*** Begin section ***

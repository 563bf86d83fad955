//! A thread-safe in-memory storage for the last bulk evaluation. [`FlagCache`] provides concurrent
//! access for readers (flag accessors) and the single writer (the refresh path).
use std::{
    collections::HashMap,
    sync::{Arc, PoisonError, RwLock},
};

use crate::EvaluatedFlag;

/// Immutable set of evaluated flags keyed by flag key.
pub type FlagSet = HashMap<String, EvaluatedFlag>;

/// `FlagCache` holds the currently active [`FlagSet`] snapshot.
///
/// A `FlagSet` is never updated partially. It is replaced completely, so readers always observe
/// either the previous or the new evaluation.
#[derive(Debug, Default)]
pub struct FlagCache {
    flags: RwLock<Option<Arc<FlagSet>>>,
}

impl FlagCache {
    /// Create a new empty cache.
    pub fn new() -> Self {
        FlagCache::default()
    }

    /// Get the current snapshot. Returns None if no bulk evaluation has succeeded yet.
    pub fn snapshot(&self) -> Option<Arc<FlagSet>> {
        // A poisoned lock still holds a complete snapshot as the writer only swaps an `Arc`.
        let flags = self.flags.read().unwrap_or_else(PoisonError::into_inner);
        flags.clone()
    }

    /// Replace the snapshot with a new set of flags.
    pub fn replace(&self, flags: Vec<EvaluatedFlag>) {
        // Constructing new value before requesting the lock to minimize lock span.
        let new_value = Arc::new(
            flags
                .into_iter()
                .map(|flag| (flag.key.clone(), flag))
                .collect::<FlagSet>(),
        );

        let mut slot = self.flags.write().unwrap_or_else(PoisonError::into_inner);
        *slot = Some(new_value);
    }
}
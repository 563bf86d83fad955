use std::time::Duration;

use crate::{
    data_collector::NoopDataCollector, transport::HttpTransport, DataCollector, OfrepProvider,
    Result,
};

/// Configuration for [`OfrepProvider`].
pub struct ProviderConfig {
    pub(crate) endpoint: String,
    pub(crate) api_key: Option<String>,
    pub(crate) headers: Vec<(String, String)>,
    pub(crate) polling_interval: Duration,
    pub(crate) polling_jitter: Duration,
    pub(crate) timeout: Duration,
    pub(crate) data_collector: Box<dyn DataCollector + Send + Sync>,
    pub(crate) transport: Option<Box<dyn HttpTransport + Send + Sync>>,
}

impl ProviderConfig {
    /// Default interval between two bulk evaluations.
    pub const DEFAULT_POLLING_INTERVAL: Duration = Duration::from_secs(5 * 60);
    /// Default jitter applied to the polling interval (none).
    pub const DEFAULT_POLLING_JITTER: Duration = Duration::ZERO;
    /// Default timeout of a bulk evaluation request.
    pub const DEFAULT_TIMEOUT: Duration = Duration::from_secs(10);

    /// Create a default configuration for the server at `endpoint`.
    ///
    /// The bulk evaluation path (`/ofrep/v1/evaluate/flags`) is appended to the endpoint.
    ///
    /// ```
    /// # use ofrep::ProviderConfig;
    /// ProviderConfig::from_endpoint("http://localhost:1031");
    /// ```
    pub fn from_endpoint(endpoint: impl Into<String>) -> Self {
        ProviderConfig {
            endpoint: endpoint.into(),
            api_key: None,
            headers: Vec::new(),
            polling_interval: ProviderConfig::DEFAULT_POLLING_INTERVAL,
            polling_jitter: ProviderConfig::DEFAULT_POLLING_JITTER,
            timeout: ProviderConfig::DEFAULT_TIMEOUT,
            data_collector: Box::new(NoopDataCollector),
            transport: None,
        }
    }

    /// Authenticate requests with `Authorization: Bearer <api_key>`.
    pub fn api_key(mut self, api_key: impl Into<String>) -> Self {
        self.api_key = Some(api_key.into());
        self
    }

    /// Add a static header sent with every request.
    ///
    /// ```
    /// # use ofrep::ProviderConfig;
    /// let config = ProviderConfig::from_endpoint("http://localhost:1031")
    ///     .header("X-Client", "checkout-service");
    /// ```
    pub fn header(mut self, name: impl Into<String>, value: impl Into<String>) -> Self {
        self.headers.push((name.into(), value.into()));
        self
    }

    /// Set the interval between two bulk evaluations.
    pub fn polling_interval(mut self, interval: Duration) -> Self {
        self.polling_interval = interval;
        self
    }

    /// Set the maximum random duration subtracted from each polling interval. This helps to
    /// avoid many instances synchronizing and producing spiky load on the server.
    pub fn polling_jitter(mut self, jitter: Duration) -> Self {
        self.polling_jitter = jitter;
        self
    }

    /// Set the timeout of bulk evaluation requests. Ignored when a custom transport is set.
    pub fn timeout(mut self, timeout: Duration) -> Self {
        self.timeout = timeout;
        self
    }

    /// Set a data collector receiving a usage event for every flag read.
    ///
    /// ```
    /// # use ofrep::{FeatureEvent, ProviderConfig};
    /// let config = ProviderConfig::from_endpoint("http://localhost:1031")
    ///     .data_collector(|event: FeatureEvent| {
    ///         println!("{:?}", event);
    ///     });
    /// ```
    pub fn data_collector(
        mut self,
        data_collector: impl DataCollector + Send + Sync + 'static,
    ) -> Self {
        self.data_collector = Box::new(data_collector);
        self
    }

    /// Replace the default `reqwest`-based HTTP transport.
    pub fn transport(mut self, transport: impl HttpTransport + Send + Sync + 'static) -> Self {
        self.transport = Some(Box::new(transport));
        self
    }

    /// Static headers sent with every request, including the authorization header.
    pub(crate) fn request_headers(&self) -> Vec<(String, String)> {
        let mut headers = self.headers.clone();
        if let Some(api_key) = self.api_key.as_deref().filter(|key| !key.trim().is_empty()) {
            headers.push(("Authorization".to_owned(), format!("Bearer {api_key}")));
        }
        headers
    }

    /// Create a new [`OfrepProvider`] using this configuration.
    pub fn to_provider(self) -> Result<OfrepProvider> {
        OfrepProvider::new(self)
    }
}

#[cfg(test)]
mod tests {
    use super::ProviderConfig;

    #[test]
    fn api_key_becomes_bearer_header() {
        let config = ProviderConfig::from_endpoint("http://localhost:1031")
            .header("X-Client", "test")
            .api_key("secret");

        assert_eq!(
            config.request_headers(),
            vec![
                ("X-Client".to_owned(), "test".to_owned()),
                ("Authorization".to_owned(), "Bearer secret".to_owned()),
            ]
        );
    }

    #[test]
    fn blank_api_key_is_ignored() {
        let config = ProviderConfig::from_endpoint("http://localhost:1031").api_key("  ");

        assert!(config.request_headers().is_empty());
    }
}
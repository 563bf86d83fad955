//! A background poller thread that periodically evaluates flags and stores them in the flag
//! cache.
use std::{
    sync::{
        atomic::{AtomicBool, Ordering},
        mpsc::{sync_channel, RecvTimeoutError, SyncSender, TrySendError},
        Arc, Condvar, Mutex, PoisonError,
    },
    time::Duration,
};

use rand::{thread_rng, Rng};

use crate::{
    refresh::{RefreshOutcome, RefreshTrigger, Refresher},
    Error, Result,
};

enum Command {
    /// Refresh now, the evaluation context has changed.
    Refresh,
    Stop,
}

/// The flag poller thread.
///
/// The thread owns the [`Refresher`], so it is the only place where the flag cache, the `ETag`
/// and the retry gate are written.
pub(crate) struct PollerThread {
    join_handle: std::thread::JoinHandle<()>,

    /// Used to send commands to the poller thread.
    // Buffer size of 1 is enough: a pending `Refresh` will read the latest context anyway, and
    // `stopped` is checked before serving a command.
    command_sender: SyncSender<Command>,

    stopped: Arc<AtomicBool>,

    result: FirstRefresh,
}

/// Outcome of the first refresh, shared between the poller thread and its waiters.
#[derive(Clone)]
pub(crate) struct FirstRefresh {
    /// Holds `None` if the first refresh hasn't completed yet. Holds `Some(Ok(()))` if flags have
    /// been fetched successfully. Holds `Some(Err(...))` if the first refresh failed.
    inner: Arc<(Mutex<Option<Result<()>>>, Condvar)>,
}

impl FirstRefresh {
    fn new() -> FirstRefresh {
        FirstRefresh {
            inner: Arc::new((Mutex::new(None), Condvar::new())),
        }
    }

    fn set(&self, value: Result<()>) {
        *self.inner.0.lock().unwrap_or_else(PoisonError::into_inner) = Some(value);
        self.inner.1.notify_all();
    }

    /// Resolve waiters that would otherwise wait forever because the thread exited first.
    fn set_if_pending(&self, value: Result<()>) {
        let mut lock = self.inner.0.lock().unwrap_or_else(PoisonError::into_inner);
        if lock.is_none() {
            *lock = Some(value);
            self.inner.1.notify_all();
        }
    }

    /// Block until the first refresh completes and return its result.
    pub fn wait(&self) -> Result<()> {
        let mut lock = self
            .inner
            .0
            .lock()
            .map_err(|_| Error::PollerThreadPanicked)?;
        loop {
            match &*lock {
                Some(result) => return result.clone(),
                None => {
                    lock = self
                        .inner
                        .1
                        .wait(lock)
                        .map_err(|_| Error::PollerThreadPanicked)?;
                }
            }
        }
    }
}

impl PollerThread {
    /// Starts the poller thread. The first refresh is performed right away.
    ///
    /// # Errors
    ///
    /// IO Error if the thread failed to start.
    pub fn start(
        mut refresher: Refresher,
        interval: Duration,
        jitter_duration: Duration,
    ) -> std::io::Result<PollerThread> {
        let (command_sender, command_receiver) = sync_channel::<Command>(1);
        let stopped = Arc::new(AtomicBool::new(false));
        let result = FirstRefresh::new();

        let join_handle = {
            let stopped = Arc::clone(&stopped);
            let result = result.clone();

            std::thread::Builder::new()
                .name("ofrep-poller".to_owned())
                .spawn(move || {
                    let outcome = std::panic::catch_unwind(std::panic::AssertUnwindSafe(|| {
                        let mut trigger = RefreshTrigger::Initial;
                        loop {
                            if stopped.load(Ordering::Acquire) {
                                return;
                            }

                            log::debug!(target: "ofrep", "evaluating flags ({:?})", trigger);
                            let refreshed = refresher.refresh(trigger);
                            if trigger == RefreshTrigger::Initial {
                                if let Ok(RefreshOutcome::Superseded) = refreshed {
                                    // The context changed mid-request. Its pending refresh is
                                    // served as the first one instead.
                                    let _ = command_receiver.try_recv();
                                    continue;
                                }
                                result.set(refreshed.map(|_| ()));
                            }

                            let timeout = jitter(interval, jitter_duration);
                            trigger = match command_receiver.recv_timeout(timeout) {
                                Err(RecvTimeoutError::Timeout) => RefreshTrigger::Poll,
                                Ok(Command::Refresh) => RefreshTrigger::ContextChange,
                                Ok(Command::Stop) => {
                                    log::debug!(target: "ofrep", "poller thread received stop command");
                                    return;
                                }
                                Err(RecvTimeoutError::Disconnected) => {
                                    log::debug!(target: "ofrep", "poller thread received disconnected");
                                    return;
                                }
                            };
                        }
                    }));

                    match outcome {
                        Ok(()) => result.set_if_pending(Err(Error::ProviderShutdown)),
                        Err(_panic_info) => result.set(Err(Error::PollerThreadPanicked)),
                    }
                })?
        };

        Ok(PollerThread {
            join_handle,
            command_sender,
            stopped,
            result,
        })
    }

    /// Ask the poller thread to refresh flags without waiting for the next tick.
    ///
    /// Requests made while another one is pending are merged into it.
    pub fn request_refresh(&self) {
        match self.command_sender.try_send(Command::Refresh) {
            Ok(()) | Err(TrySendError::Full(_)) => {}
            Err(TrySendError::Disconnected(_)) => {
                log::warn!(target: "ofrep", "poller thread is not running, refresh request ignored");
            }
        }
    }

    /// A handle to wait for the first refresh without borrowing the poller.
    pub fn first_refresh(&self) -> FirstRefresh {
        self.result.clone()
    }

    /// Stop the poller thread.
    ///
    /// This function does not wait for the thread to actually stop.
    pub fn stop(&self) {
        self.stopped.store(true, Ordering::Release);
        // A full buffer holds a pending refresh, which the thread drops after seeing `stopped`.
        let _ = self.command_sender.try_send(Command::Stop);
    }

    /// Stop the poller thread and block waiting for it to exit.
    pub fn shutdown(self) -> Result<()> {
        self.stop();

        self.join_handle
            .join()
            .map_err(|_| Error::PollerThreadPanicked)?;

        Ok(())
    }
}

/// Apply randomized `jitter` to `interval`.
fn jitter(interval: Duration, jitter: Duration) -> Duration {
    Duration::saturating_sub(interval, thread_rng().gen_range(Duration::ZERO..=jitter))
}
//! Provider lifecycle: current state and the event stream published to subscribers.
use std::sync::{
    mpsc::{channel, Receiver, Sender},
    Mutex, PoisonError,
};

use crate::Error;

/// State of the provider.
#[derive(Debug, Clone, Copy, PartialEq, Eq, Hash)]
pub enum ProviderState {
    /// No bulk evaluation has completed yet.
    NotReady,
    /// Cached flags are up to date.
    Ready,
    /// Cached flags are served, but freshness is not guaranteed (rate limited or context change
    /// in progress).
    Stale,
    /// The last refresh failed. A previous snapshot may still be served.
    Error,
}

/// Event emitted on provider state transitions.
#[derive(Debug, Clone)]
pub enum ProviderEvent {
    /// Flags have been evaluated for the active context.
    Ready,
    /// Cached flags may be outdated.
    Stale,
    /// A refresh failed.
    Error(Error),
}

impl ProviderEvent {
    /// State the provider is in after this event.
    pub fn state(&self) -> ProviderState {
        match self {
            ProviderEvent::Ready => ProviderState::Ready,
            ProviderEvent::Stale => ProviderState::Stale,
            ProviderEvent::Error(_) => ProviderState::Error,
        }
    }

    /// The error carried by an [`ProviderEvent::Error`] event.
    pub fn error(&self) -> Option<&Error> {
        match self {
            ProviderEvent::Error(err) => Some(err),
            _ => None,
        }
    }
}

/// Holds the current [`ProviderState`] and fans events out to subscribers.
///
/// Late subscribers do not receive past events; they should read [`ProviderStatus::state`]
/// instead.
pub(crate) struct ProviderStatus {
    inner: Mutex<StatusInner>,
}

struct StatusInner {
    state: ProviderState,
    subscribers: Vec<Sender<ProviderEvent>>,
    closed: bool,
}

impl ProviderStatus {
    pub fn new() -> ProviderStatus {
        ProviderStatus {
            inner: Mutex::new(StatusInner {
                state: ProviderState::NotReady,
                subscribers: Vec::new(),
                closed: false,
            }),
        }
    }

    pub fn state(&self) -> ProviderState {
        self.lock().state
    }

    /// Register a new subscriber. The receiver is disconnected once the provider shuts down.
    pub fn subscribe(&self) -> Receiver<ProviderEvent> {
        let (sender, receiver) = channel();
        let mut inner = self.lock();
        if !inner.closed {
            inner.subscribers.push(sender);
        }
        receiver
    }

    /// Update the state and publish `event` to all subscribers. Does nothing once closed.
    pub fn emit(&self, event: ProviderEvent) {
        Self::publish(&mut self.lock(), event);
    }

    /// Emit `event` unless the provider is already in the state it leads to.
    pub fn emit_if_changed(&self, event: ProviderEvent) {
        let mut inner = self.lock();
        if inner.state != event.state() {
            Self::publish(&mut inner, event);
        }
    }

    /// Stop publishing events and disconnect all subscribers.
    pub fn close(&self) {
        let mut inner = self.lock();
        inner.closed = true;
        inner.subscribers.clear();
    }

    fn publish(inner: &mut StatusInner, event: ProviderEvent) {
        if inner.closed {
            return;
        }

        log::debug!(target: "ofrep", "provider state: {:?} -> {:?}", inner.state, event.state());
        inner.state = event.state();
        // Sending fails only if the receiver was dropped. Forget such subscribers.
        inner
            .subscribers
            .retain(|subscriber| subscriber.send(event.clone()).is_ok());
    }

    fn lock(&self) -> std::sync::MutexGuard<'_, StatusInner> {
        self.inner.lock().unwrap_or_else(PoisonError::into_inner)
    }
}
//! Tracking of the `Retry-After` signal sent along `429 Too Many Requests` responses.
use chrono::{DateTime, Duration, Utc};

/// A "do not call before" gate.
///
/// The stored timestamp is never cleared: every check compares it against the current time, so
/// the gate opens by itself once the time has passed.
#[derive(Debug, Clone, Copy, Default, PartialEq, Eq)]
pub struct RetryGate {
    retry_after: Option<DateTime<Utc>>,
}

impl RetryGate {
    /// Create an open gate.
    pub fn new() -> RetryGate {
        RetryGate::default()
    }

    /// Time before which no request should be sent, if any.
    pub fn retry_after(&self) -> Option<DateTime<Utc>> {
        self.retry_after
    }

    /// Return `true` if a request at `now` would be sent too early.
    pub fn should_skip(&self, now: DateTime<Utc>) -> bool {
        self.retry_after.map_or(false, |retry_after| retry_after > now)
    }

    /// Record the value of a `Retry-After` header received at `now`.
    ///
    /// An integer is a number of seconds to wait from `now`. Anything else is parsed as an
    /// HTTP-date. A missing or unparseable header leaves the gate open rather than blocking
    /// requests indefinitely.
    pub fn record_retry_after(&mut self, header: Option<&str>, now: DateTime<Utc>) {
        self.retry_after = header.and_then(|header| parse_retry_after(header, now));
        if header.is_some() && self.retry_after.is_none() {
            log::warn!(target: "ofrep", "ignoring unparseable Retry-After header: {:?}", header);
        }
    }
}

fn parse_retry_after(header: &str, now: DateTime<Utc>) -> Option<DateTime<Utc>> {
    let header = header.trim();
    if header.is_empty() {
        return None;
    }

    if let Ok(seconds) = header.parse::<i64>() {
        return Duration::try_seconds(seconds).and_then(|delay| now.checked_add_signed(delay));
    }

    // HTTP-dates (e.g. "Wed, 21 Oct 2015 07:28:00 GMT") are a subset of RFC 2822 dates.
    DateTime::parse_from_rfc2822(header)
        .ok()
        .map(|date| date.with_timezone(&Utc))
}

*** End section ***

## What the task asks
Word for word, restate the lines above from the line containing "if let Ok(RefreshOutcome::Superseded)" through the line containing "let _ = command_receiver.try_recv();", with both included and nothing else.

## Solution to the problem
                                if let Ok(RefreshOutcome::Superseded) = refreshed {
                                    // The context changed mid-request. Its pending refresh is
                                    // served as the first one instead.
                                    let _ = command_receiver.try_recv();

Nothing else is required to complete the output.